If you didn’t like your parents, and they were traditionalists and conservatives, I’ll bet real money you are now a progressive and general “rebel” against society, throwing the finger to the Tomb of the Unknown Solider, who is really your dad.
(This also works the other way—a liberal who loves his liberal parents will be liberal, and one who thinks they’re foolish and lazy, like Adam Carolla, will wind up believing the exact opposite of them.)
Liberals understand this. Or at least they behave in a fashion which suggests they understand this. It is quite possible they are simply attracted to media positions because they just have that skill set and don’t have other skill sets. But either way, it works out nicely for them.
Tell me the truth: You can knock celebrities all you like—Big Dummies, Stupid Liberal Fatcats, etc.—but admit it. When a celebrity you like—writer, actor, director, musician—slams your political beliefs, it hurts.
I wasn’t happy to find out Captain Mal Reynolds of Firefly was a big Obama guy. Didn’t ruin my day or anything, but still. Minor bummer.

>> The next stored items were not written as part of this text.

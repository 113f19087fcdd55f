//! Cave map files.
//!
//! One entry per line: a label followed by single-digit coordinates.
//!
//! ```text
//! M44     size 4x4
//! A11     agent start
//! GO44    goal (exit)
//! G23     gold
//! P31     pit
//! W13     wumpus
//! B21     breeze
//! S12     stench
//! ```
//!
//! Blank lines are ignored. Lines that cannot be read are skipped with a
//! warning; only a missing size, start or goal makes the whole map invalid.

use std::path::{Path, PathBuf};

use thiserror::Error;

use wumpus_core::{CaveView, Cell, Content, World, WorldError};

#[derive(Debug, Error)]
pub enum MapError {
    #[error("failed to read map {path}")]
    Io {
        path: PathBuf,
        #[source]
        source: std::io::Error,
    },

    #[error("map has no size line (M<w><h>)")]
    MissingSize,

    #[error("invalid map: {0}")]
    World(#[from] WorldError),
}

#[derive(Debug, Clone, PartialEq, Eq, Error)]
pub enum LineError {
    #[error("line too short")]
    TooShort,

    #[error("invalid coordinates")]
    BadCoordinates,

    #[error("unknown label '{0}'")]
    UnknownLabel(char),
}

#[derive(Debug, Clone, PartialEq, Eq)]
pub struct SkippedLine {
    pub line: usize,
    pub text: String,
    pub reason: LineError,
}

#[derive(Debug, Clone)]
pub struct ParsedMap {
    pub world: World,
    pub skipped: Vec<SkippedLine>,
}

#[derive(Debug, Clone, Copy, PartialEq, Eq)]
enum Entry {
    Size(i32, i32),
    Start(Cell),
    Goal(Cell),
    Item(Cell, Content),
}

fn digit(c: Option<char>) -> Option<i32> {
    c?.to_digit(10).map(|d| d as i32)
}

fn parse_line(line: &str) -> Result<Entry, LineError> {
    let chars: Vec<char> = line.chars().collect();
    if chars.len() < 3 {
        return Err(LineError::TooShort);
    }

    if chars[0] == 'G' && chars.len() > 3 && chars[1] == 'O' {
        let (Some(x), Some(y)) = (digit(chars.get(2).copied()), digit(chars.get(3).copied()))
        else {
            return Err(LineError::BadCoordinates);
        };
        return Ok(Entry::Goal(Cell::new(x, y)));
    }

    let (Some(x), Some(y)) = (digit(chars.get(1).copied()), digit(chars.get(2).copied())) else {
        return Err(LineError::BadCoordinates);
    };
    let cell = Cell::new(x, y);
    match chars[0] {
        'M' => Ok(Entry::Size(x, y)),
        'A' => Ok(Entry::Start(cell)),
        'G' => Ok(Entry::Item(cell, Content::Gold)),
        'P' => Ok(Entry::Item(cell, Content::Pit)),
        'W' => Ok(Entry::Item(cell, Content::Wumpus)),
        'B' => Ok(Entry::Item(cell, Content::Breeze)),
        'S' => Ok(Entry::Item(cell, Content::Stench)),
        other => Err(LineError::UnknownLabel(other)),
    }
}

/// Parse map text. With `derive_percepts`, breezes and stenches are added
/// around every pit and wumpus on top of the ones the file lists.
pub fn parse_map(text: &str, derive_percepts: bool) -> Result<ParsedMap, MapError> {
    let mut size = None;
    let mut start = None;
    let mut goal = None;
    let mut items = Vec::new();
    let mut skipped = Vec::new();

    for (idx, raw) in text.lines().enumerate() {
        let line = raw.trim();
        if line.is_empty() {
            continue;
        }
        match parse_line(line) {
            Ok(Entry::Size(w, h)) => size = Some((w, h)),
            Ok(Entry::Start(cell)) => start = Some(cell),
            Ok(Entry::Goal(cell)) => goal = Some(cell),
            Ok(Entry::Item(cell, content)) => items.push((cell, content)),
            Err(reason) => {
                tracing::warn!(line = idx + 1, text = line, %reason, "skipping map line");
                skipped.push(SkippedLine {
                    line: idx + 1,
                    text: line.to_string(),
                    reason,
                });
            }
        }
    }

    let (width, height) = size.ok_or(MapError::MissingSize)?;
    let mut builder = World::builder(width, height).derive_percepts(derive_percepts);
    if let Some(cell) = start {
        builder = builder.start(cell);
    }
    if let Some(cell) = goal {
        builder = builder.goal(cell);
    }
    for (cell, content) in items {
        builder.insert(cell, content);
    }

    Ok(ParsedMap {
        world: builder.build()?,
        skipped,
    })
}

pub fn load_map(path: &Path, derive_percepts: bool) -> Result<ParsedMap, MapError> {
    let text = std::fs::read_to_string(path).map_err(|source| MapError::Io {
        path: path.to_path_buf(),
        source,
    })?;
    parse_map(&text, derive_percepts)
}

fn glyph(world: &World, cell: Cell) -> char {
    let contents = world.content_at(cell);
    if contents.contains(Content::Pit) {
        'P'
    } else if contents.contains(Content::Wumpus) {
        'W'
    } else if contents.contains(Content::Gold) {
        '$'
    } else if cell == world.start() {
        'A'
    } else if cell == world.goal() {
        'X'
    } else if contents.contains(Content::Breeze) && contents.contains(Content::Stench) {
        '*'
    } else if contents.contains(Content::Breeze) {
        'b'
    } else if contents.contains(Content::Stench) {
        's'
    } else {
        '.'
    }
}

/// Top row first, so the picture matches the coordinate system (y grows up).
pub fn render(world: &World) -> String {
    let bounds = world.bounds();
    let mut out = String::new();
    for y in (1..=bounds.height).rev() {
        out.push_str(&format!("{y} "));
        let row: Vec<String> = (1..=bounds.width)
            .map(|x| glyph(world, Cell::new(x, y)).to_string())
            .collect();
        out.push_str(&row.join(" "));
        out.push('\n');
    }
    out.push_str("  ");
    let axis: Vec<String> = (1..=bounds.width).map(|x| x.to_string()).collect();
    out.push_str(&axis.join(" "));
    out.push('\n');
    out
}

#[cfg(test)]
mod tests {
    use super::*;

    const SAMPLE: &str = "M44\nA11\nGO44\nG23\nP31\nW13\n";

    #[test]
    fn parses_every_label() {
        let parsed = parse_map("M33\nA11\nGO33\nG22\nP31\nW13\nB21\nS12\n", false)
            .expect("valid map");
        let world = &parsed.world;

        assert_eq!(world.bounds().width, 3);
        assert_eq!(world.start(), Cell::new(1, 1));
        assert_eq!(world.goal(), Cell::new(3, 3));
        assert!(world.content_at(Cell::new(2, 2)).contains(Content::Gold));
        assert!(world.content_at(Cell::new(3, 1)).contains(Content::Pit));
        assert!(world.content_at(Cell::new(1, 3)).contains(Content::Wumpus));
        assert!(world.content_at(Cell::new(2, 1)).contains(Content::Breeze));
        assert!(world.content_at(Cell::new(1, 2)).contains(Content::Stench));
        assert!(parsed.skipped.is_empty());
    }

    #[test]
    fn derives_percepts_around_hazards() {
        let parsed = parse_map(SAMPLE, true).expect("valid map");
        let world = &parsed.world;

        assert!(world.content_at(Cell::new(2, 1)).contains(Content::Breeze));
        assert!(world.content_at(Cell::new(3, 2)).contains(Content::Breeze));
        assert!(world.content_at(Cell::new(1, 2)).contains(Content::Stench));
        assert!(!world.content_at(Cell::new(1, 1)).contains(Content::Breeze));
    }

    #[test]
    fn bad_lines_are_skipped_not_fatal() {
        let parsed = parse_map("M22\nA11\nGO22\nXY\nPab\nQ12\n\n", false).expect("valid map");

        let reasons: Vec<(usize, LineError)> = parsed
            .skipped
            .iter()
            .map(|s| (s.line, s.reason.clone()))
            .collect();
        assert_eq!(
            reasons,
            vec![
                (4, LineError::TooShort),
                (5, LineError::BadCoordinates),
                (6, LineError::UnknownLabel('Q')),
            ]
        );
    }

    #[test]
    fn missing_size_start_or_goal_is_an_error() {
        assert!(matches!(parse_map("A11\nGO22\n", false), Err(MapError::MissingSize)));
        assert!(matches!(
            parse_map("M22\nGO22\n", false),
            Err(MapError::World(WorldError::MissingStart))
        ));
        assert!(matches!(
            parse_map("M22\nA11\n", false),
            Err(MapError::World(WorldError::MissingGoal))
        ));
        assert!(matches!(
            parse_map("M22\nA11\nGO22\nP35\n", false),
            Err(MapError::World(WorldError::ContentOutOfBounds { .. }))
        ));
    }

    #[test]
    fn load_reads_from_disk() {
        let dir = tempfile::tempdir().expect("tempdir");
        let path = dir.path().join("cave.txt");
        std::fs::write(&path, SAMPLE).expect("write map");

        let parsed = load_map(&path, true).expect("load map");
        assert_eq!(parsed.world.goal(), Cell::new(4, 4));

        let missing = load_map(&dir.path().join("nope.txt"), true);
        assert!(matches!(missing, Err(MapError::Io { .. })));
    }

    #[test]
    fn shipped_maps_parse_cleanly() {
        for text in [
            include_str!("../maps/classic.txt"),
            include_str!("../maps/guarded.txt"),
            include_str!("../maps/coin_flip.txt"),
        ] {
            let parsed = parse_map(text, true).expect("valid map");
            assert!(parsed.skipped.is_empty());
        }
    }

    #[test]
    fn render_draws_top_row_first() {
        let parsed = parse_map("M22\nA11\nGO22\nP21\n", false).expect("valid map");
        assert_eq!(render(&parsed.world), "2 . X\n1 A P\n  1 2\n");
    }
}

Politics, for most, is less about argument and logic and rational underpinnings and grandly conceived ideology than it is a simple human choice: Do I feel more affinity with this group over here, or that one over there? And once you’ve chosen a tribe you’re more comfortable with, you begin adopting their attitudes and mores.
Did you have a group you hung out with in eighth grade? Did you sort of dress like others in the group? Listen to the same music?
Same thing. People are complicated in many ways but in some of the most important they’re brutally simple.
And this is why I do think there is a strong political rationale for my non-political posts. I still get hits, for example, on my Guide to the Best Episodes of Dr. Who. Those are not political junkies coming here; they’re Dr. Who fans.
Now, if they like the guide, if I’ve provided them a service, then they slightly like me (at least to the extent one “likes” a waitress at a restaurant who does a good service for you).
And this tends to make Team Red seem a little more human and accessible and really Not So Strange At All.
We don’t do enough of this. We say we’re the people With Real Lives Apart From Government and Liberals are the ones who are obsessed with politics because They’ve Got Nothing Else In Their Lives, that government for them is their church, their community, even their softball league.
And I think there’s truth in that. But consider this: Whenever someone meets or sees a conservative in the public square, we’re the ones talking about politics, we’re the ones trying to convert them, we’re the ones trying to make an ideological sale.
Liberals explicitly try to make ideological sales, too. Liberal blogs do. But think about BuzzFeed, which attracts people mostly with LOLcats, sideboob, and Funny Gifs but then hits them with subtle political messaging every fifth post. I don’t mean BuzzFeed Politics, either. I mean BuzzFeed LOLcats.
Subtle—just a joke here or there. But it’s enough to make the point who the Popular Kids are and who the hopelessly unfashionable, crazy smelly kids are.
Early last century, a Communist named Gramsci declared that the only way to prepare a populace for revolutionary communist change was the Long March Through the Institutions, a slow but persistent process of infiltration and then complete capture of the most important information- and opinion-transmitting institutions in the nation.